The answers to these questions are summarized on the next page and in the 2008 edition of Management of Acute Low Back Pain, published by the Michigan Quality Improvement Consortium (MQIC), a collaboration of physicians and representatives of Michigan health maintenance organizations and the Michigan State Medical Society, among others.

FAST TRACK

Reassure patients with acute low back pain that 90% of episodes resolve within 6 weeks.

Adult acute low back pain is commonly encountered in primary care practice, but the specific cause cannot always be identified. Low back pain has a benign course in 90% of patients. It is the fifth most common reason for all physician visits, and is responsible for direct health care expenditures of more than $20 billion annually.1

This guideline was developed to provide specific recommendations for consistent management of acute low back pain in an outpatient office setting. For our purposes, the evidence rating was updated to comply with the strength of recommendation taxonomy (SORT).2


TABLE

“Red flags” for serious disease

Cauda equina syndrome Cancer Fracture Infection
• Severe or progressive neurological deficit
• Recent bowel or bladder dysfunction
• Saddle anesthesia
• Age >50 years
• Cancer history
• Insidious onset
• No relief at bedtime or worsening when supine
• Constitutional symptoms (fever, weight loss)
• Male with diffuse osteoporosis or compression fracture
• Traumatic injury or cumulative trauma
• Steroid use history
• Women age >50 years
• Diabetes mellitus
• Immune suppression
• Human immunodeficiency virus (HIV)
• Intravenous drug use
• Steroid use history
• History of urinary tract infection or other infection
• Constitutional symptoms (fever, weight loss)
• No relief at bedtime or worsening when supine
• Previous surgery
• Insidious onset

  Guideline relevance and limitations

Low back pain is commonly seen in primary care offices. The guideline was validated through an external and internal peer review. The limitations of the guideline were that it (1) did not describe the methods used to analyze the evidence, and (2) used expert consensus to formulate the recommendations.

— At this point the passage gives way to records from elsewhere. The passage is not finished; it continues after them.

use std::sync::Arc;
use std::time::Duration;

use async_trait::async_trait;
use reqwest::{Client, Method, header};
use serde_json::Value;

use crate::core::error::{TimeCampError, TimeCampResult};

pub const DEFAULT_BASE_URL: &str = "https://app.timecamp.com/third_party/api";

/// Body of an outbound request
#[derive(Debug, Clone, PartialEq)]
pub enum RequestBody {
    Empty,
    Json(Value),
    Form(Vec<(String, String)>),
}

/// One call against the TimeCamp REST API, relative to the base URL
#[derive(Debug, Clone, PartialEq)]
pub struct ApiRequest {
    pub method: Method,
    pub path: String,
    pub query: Vec<(String, String)>,
    pub body: RequestBody,
}

impl ApiRequest {
    pub fn get(path: &str) -> Self {
        Self {
            method: Method::GET,
            path: path.to_string(),
            query: Vec::new(),
            body: RequestBody::Empty,
        }
    }

    pub fn post(path: &str, body: Value) -> Self {
        Self {
            method: Method::POST,
            body: RequestBody::Json(body),
            ..Self::get(path)
        }
    }

    pub fn put(path: &str, body: Value) -> Self {
        Self {
            method: Method::PUT,
            body: RequestBody::Json(body),
            ..Self::get(path)
        }
    }

    pub fn delete_form(path: &str, form: &[(&str, &str)]) -> Self {
        Self {
            method: Method::DELETE,
            body: RequestBody::Form(pairs(form)),
            ..Self::get(path)
        }
    }

    pub fn query(mut self, params: &[(&str, &str)]) -> Self {
        self.query.extend(pairs(params));
        self
    }
}

fn pairs(params: &[(&str, &str)]) -> Vec<(String, String)> {
    params
        .iter()
        .map(|(k, v)| (k.to_string(), v.to_string()))
        .collect()
}

/// Transport for TimeCamp API calls, already bound to a credential
///
/// Returns the decoded JSON body of a successful response, or the body as a
/// JSON string when it is not JSON. Non-2xx responses become `TimeCampError::Api`.
#[async_trait]
pub trait TimeCampApi: Send + Sync {
    async fn send(&self, request: ApiRequest) -> TimeCampResult<Value>;
}

/// Builds a credential-bound transport for a single tool call
pub trait ApiConnector: Send + Sync {
    fn connect(&self, token: &str) -> TimeCampResult<Arc<dyn TimeCampApi>>;
}

/// Build a reqwest client for the TimeCamp API
pub fn build_client(timeout: Duration) -> TimeCampResult<Client> {
    Client::builder()
        .timeout(timeout)
        .user_agent(concat!("mcp-server-timecamp/", env!("CARGO_PKG_VERSION")))
        .build()
        .map_err(|e| TimeCampError::Config {
            message: format!("failed to build HTTP client: {}", e),
        })
}

/// Shares one connection pool across calls; credentials are attached per call.
#[derive(Debug, Clone)]
pub struct HttpConnector {
    http: Client,
    base_url: String,
}

impl HttpConnector {
    pub fn new(base_url: &str, timeout: Duration) -> TimeCampResult<Self> {
        Ok(Self {
            http: build_client(timeout)?,
            base_url: base_url.trim_end_matches('/').to_string(),
        })
    }
}

impl ApiConnector for HttpConnector {
    fn connect(&self, token: &str) -> TimeCampResult<Arc<dyn TimeCampApi>> {
        Ok(Arc::new(HttpTimeCampApi::new(
            self.http.clone(),
            &self.base_url,
            token,
        )?))
    }
}

/// reqwest-backed TimeCamp transport
pub struct HttpTimeCampApi {
    http: Client,
    base_url: String,
    token: String,
}

impl HttpTimeCampApi {
    pub fn new(http: Client, base_url: &str, token: &str) -> TimeCampResult<Self> {
        let token = token.trim();
        if token.is_empty() {
            return Err(TimeCampError::MissingCredential);
        }

        Ok(Self {
            http,
            base_url: base_url.trim_end_matches('/').to_string(),
            token: token.to_string(),
        })
    }
}

#[async_trait]
impl TimeCampApi for HttpTimeCampApi {
    async fn send(&self, request: ApiRequest) -> TimeCampResult<Value> {
        let url = format!("{}{}", self.base_url, request.path);
        tracing::debug!("{} {}", request.method, url);

        let mut builder = self
            .http
            .request(request.method.clone(), &url)
            .bearer_auth(&self.token)
            .header(header::ACCEPT, "application/json");

        if !request.query.is_empty() {
            builder = builder.query(&request.query);
        }

        builder = match &request.body {
            RequestBody::Empty => builder,
            RequestBody::Json(body) => builder.json(body),
            RequestBody::Form(form) => builder.form(form),
        };

        let response = builder.send().await?;
        let status = response.status();
        let body = response.text().await?;

        if !status.is_success() {
            tracing::warn!(
                "TimeCamp {} {} returned status {}",
                request.method,
                request.path,
                status.as_u16()
            );
            return Err(TimeCampError::Api {
                status: status.as_u16(),
                body,
            });
        }

        Ok(decode_body(&body))
    }
}

/// Decode a response body, keeping non-JSON acknowledgments as plain strings
pub fn decode_body(body: &str) -> Value {
    if body.trim().is_empty() {
        return Value::Null;
    }
    serde_json::from_str(body).unwrap_or_else(|_| Value::String(body.to_string()))
}

#[cfg(test)]
pub(crate) mod mock {
    use std::collections::VecDeque;
    use std::sync::{Arc, Mutex};

    use async_trait::async_trait;
    use serde_json::Value;

    use super::{ApiConnector, ApiRequest, TimeCampApi};
    use crate::core::error::{TimeCampError, TimeCampResult};

    /// Scripted transport that records every request it receives
    #[derive(Default)]
    pub struct MockApi {
        responses: Mutex<VecDeque<TimeCampResult<Value>>>,
        requests: Mutex<Vec<ApiRequest>>,
    }

    impl MockApi {
        pub fn new() -> Arc<Self> {
            Arc::new(Self::default())
        }

        pub fn respond(&self, value: Value) -> &Self {
            self.responses.lock().unwrap().push_back(Ok(value));
            self
        }

        pub fn fail(&self, status: u16, body: &str) -> &Self {
            self.responses
                .lock()
                .unwrap()
                .push_back(Err(TimeCampError::Api {
                    status,
                    body: body.to_string(),
                }));
            self
        }

        pub fn requests(&self) -> Vec<ApiRequest> {
            self.requests.lock().unwrap().clone()
        }
    }

    #[async_trait]
    impl TimeCampApi for MockApi {
        async fn send(&self, request: ApiRequest) -> TimeCampResult<Value> {
            self.requests.lock().unwrap().push(request);
            self.responses
                .lock()
                .unwrap()
                .pop_front()
                .unwrap_or(Ok(Value::Null))
        }
    }

    /// Hands out the same mock for every credential and remembers the tokens used
    pub struct MockConnector {
        pub api: Arc<MockApi>,
        pub tokens: Mutex<Vec<String>>,
    }

    impl MockConnector {
        pub fn new(api: Arc<MockApi>) -> Arc<Self> {
            Arc::new(Self {
                api,
                tokens: Mutex::new(Vec::new()),
            })
        }
    }

    impl ApiConnector for MockConnector {
        fn connect(&self, token: &str) -> TimeCampResult<Arc<dyn TimeCampApi>> {
            if token.trim().is_empty() {
                return Err(TimeCampError::MissingCredential);
            }
            self.tokens.lock().unwrap().push(token.to_string());
            Ok(self.api.clone())
        }
    }
}

#[cfg(test)]
mod tests {
    use super::*;
    use crate::core::client::TimeCampClient;
    use serde_json::json;

    #[test]
    fn test_request_builders() {
        let req = ApiRequest::get("/entries").query(&[("from", "2025-06-01"), ("to", "2025-06-30")]);
        assert_eq!(req.method, Method::GET);
        assert_eq!(req.path, "/entries");
        assert_eq!(
            req.query,
            vec![
                ("from".to_string(), "2025-06-01".to_string()),
                ("to".to_string(), "2025-06-30".to_string())
            ]
        );
        assert_eq!(req.body, RequestBody::Empty);

        let req = ApiRequest::delete_form("/entries", &[("id", "1"), ("service", "timecamp-mcp")]);
        assert_eq!(req.method, Method::DELETE);
        assert!(matches!(req.body, RequestBody::Form(ref form) if form.len() == 2));
    }

    #[test]
    fn test_blank_token_is_a_configuration_error() {
        let http = build_client(Duration::from_secs(5)).unwrap();

        let result = HttpTimeCampApi::new(http.clone(), DEFAULT_BASE_URL, "   ");
        assert!(matches!(result, Err(TimeCampError::MissingCredential)));

        assert!(HttpTimeCampApi::new(http, DEFAULT_BASE_URL, "abc").is_ok());
    }

    #[test]
    fn test_decode_body() {
        assert_eq!(decode_body(""), Value::Null);
        assert_eq!(decode_body("{\"ok\":true}"), json!({ "ok": true }));
        assert_eq!(decode_body("deleted"), json!("deleted"));
    }

    /// What the stub server saw of one request
    #[derive(Debug, Clone)]
    struct Received {
        method: String,
        path: String,
        query: Option<String>,
        authorization: Option<String>,
        content_type: Option<String>,
        body: String,
    }

    /// Serve `reply` with `status` for every request and record what arrives
    async fn stub_server(
        status: u16,
        reply: &'static str,
    ) -> (String, Arc<std::sync::Mutex<Vec<Received>>>) {
        use axum::http::{HeaderMap, StatusCode, Uri, header as h};

        let received = Arc::new(std::sync::Mutex::new(Vec::new()));
        let recorder = received.clone();
        let status = StatusCode::from_u16(status).unwrap();

        let app = axum::Router::new().fallback(
            move |method: axum::http::Method, uri: Uri, headers: HeaderMap, body: String| {
                let recorder = recorder.clone();
                async move {
                    let header = |name: h::HeaderName| {
                        headers
                            .get(name)
                            .and_then(|value| value.to_str().ok())
                            .map(str::to_string)
                    };
                    recorder.lock().unwrap().push(Received {
                        method: method.to_string(),
                        path: uri.path().to_string(),
                        query: uri.query().map(str::to_string),
                        authorization: header(h::AUTHORIZATION),
                        content_type: header(h::CONTENT_TYPE),
                        body,
                    });
                    (status, reply)
                }
            },
        );

        let listener = tokio::net::TcpListener::bind("127.0.0.1:0").await.unwrap();
        let addr = listener.local_addr().unwrap();
        tokio::spawn(async move {
            axum::serve(listener, app).await.unwrap();
        });

        (format!("http://{}/third_party/api", addr), received)
    }

    fn client_for(base_url: &str) -> TimeCampClient {
        let connector = HttpConnector::new(base_url, Duration::from_secs(5)).unwrap();
        TimeCampClient::new(connector.connect("tok").unwrap())
    }

    #[tokio::test]
    async fn test_list_tasks_over_http() {
        let (base_url, received) = stub_server(
            200,
            r#"{"7":{"task_id":"7","parent_id":"0","name":"Ops","level":"1","note":null,"archived":"0"}}"#,
        )
        .await;

        let envelope = client_for(&base_url).list_tasks().await;

        assert!(envelope.success);
        assert_eq!(envelope.data.unwrap()[0]["name"], "Ops");

        let received = received.lock().unwrap();
        assert_eq!(received.len(), 1);
        assert_eq!(received[0].method, "GET");
        assert_eq!(received[0].path, "/third_party/api/tasks");
        assert_eq!(received[0].query.as_deref(), Some("ignoreAdminRights=1"));
        assert_eq!(received[0].authorization.as_deref(), Some("Bearer tok"));
    }

    #[tokio::test]
    async fn test_create_entry_sends_json() {
        let (base_url, received) = stub_server(200, r#"{"entry_id":101}"#).await;

        let envelope = client_for(&base_url)
            .create_entry("2025-06-21 09:00", "2025-06-21 09:43", "emails", None)
            .await;

        assert!(envelope.success);
        assert_eq!(envelope.data, Some(json!({ "entry_id": 101 })));

        let received = received.lock().unwrap();
        assert_eq!(received[0].method, "POST");
        assert_eq!(received[0].content_type.as_deref(), Some("application/json"));
        let body: Value = serde_json::from_str(&received[0].body).unwrap();
        assert_eq!(body["duration"], 2580);
        assert_eq!(body["service"], "timecamp-mcp");
    }

    #[tokio::test]
    async fn test_delete_entry_form_and_status_error() {
        let (base_url, received) = stub_server(404, "gone").await;

        let envelope = client_for(&base_url).delete_entry("12345").await;

        assert!(!envelope.success);
        assert_eq!(
            envelope.error.as_deref(),
            Some("TimeCamp API request failed with status 404: gone")
        );

        let received = received.lock().unwrap();
        assert_eq!(received[0].method, "DELETE");
        assert_eq!(received[0].path, "/third_party/api/entries");
        assert_eq!(received[0].authorization.as_deref(), Some("Bearer tok"));
        assert_eq!(
            received[0].content_type.as_deref(),
            Some("application/x-www-form-urlencoded")
        );
        assert_eq!(received[0].body, "id=12345&service=timecamp-mcp");
    }

    #[tokio::test]
    async fn test_plain_text_acknowledgment_is_kept() {
        let (base_url, _) = stub_server(200, "Entry deleted").await;

        let api = HttpConnector::new(&base_url, Duration::from_secs(5))
            .unwrap()
            .connect("tok")
            .unwrap();
        let value = api
            .send(ApiRequest::delete_form("/entries", &[("id", "1")]))
            .await
            .unwrap();

        assert_eq!(value, json!("Entry deleted"));
    }

    #[test]
    fn test_connector_strips_trailing_slash() {
        let connector = HttpConnector::new("https://example.test/api/", Duration::from_secs(5)).unwrap();
        assert_eq!(connector.base_url, "https://example.test/api");
    }
}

  Guideline development and evidence review

The MQIC project leader conducted a search of current literature regarding acute low back pain. Computer database searches were used to identify published studies, existing protocols, and/or national guidelines on the selected topic. When available, clinical practice guidelines from participating MQIC health plans and Michigan health systems were also used to develop a framework for the new guideline.

Using information obtained from literature searches and available health plan guidelines on the designated topic, the MQIC project leader prepared a draft guideline to be reviewed by the medical directors’ committee. They reviewed the guideline, evaluated the literature, and made multiple revisions.

The medical directors forwarded the guideline for external review to practitioners in MQIC health plans for comment. The guideline was also reviewed by state medical specialty societies for their input. After all feedback was received from external reviewers, it was presented for discussion by the medical directors. The MQIC medical directors approved this updated guideline in 2008.

  Source for this guideline

Michigan Quality Improvement Consortium. Management of Acute Low Back Pain. Southfield, Mich: Michigan Quality Improvement Consortium; March 2008.

  another guideline on low back pain

Chou R, Qaseem A, Snow V, et al. Diagnosis and treatment of low back pain: a joint clinical practice guideline from the American College of Physicians and the American Pain Society. Ann Intern Med. 2007;147:478-491.

This guideline from the American College of Physicians and the American Pain Society emphasizes a focused history and physical examination, first-line medication options of acetaminophen and/or NSAIDs, exercise therapy, and back-strengthening exercises. Routine imaging or other diagnostic tests in patients with nonspecific low back pain are not recommended.

    References

  1. Patel AT, Ogle AA. Diagnosis and management of acute low back pain. Am Fam Physician 2000;61:1779–1790.
  2. Ebell M, Siwek J, Weiss BD, et al. Simplifying the language of evidence to improve patient care: Strength of recommendation taxonomy (SORT): a patient-centered approach to grading evidence in the medical literature. J Fam Pract. 2004;53:111–120.